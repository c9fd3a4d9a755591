//! Performance benchmarks for treepack

use criterion::{BenchmarkId, Criterion, Throughput, black_box, criterion_group, criterion_main};
use treepack::test_utils::TestTree;
use treepack::writer::fence_for;
use treepack::{FilterConfig, Format, GitFilter, Pipeline};

const RUST_SOURCE: &str = r#"//! Module documentation

use std::path::Path;

/// Main function documentation
fn main() {
    println!("Hello, world!");
}
"#;

fn tree_with_files(file_count: usize) -> TestTree {
    let tree = TestTree::new();
    for i in 0..file_count {
        tree.add_file(&format!("src/mod_{}/file_{}.rs", i % 10, i), RUST_SOURCE);
    }
    tree
}

fn git_tree_with_files(file_count: usize) -> TestTree {
    let tree = TestTree::with_git();
    for i in 0..file_count {
        tree.add_file(&format!("file_{}.rs", i), RUST_SOURCE);
    }
    tree
}

fn bench_pipeline_concurrency(c: &mut Criterion) {
    let tree = tree_with_files(500);
    let mut group = c.benchmark_group("pipeline_concurrency");
    group.throughput(Throughput::Elements(500));

    for workers in [1, 2, 4, 8] {
        group.bench_with_input(BenchmarkId::from_parameter(workers), &workers, |b, &workers| {
            b.iter(|| {
                let pipeline =
                    Pipeline::new(tree.context(Format::Json, workers), FilterConfig::default())
                        .unwrap();
                black_box(pipeline.run(Vec::new()).unwrap().output.len())
            })
        });
    }

    group.finish();
}

fn bench_pipeline_formats(c: &mut Criterion) {
    let tree = tree_with_files(200);
    let mut group = c.benchmark_group("pipeline_formats");

    for format in [Format::Json, Format::Yaml, Format::Markdown] {
        group.bench_function(format.name(), |b| {
            b.iter(|| {
                let pipeline =
                    Pipeline::new(tree.context(format, 4), FilterConfig::default()).unwrap();
                black_box(pipeline.run(Vec::new()).unwrap().output.len())
            })
        });
    }

    group.finish();
}

fn bench_fence_for(c: &mut Criterion) {
    let plain = RUST_SOURCE.repeat(100);
    let fenced = format!("{plain}\n```rust\nfn x() {{}}\n```\n").repeat(20);

    let mut group = c.benchmark_group("fence_for");
    group.bench_function("plain", |b| b.iter(|| fence_for(black_box(&plain))));
    group.bench_function("nested_fences", |b| b.iter(|| fence_for(black_box(&fenced))));
    group.finish();
}

fn bench_git_filter_init(c: &mut Criterion) {
    let mut group = c.benchmark_group("git_filter_init");

    let small_repo = git_tree_with_files(10);
    group.bench_function("small_repo_10_files", |b| {
        b.iter(|| GitFilter::new(black_box(small_repo.path())))
    });

    let large_repo = git_tree_with_files(500);
    group.bench_function("large_repo_500_files", |b| {
        b.iter(|| GitFilter::new(black_box(large_repo.path())))
    });

    group.finish();
}

criterion_group!(
    benches,
    bench_pipeline_concurrency,
    bench_pipeline_formats,
    bench_fence_for,
    bench_git_filter_init,
);
criterion_main!(benches);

········

| Task description |
Each line holding the word "default" must be pulled from the records.

| Result below |
                    Pipeline::new(tree.context(Format::Json, workers), FilterConfig::default())
                    Pipeline::new(tree.context(format, 4), FilterConfig::default()).unwrap();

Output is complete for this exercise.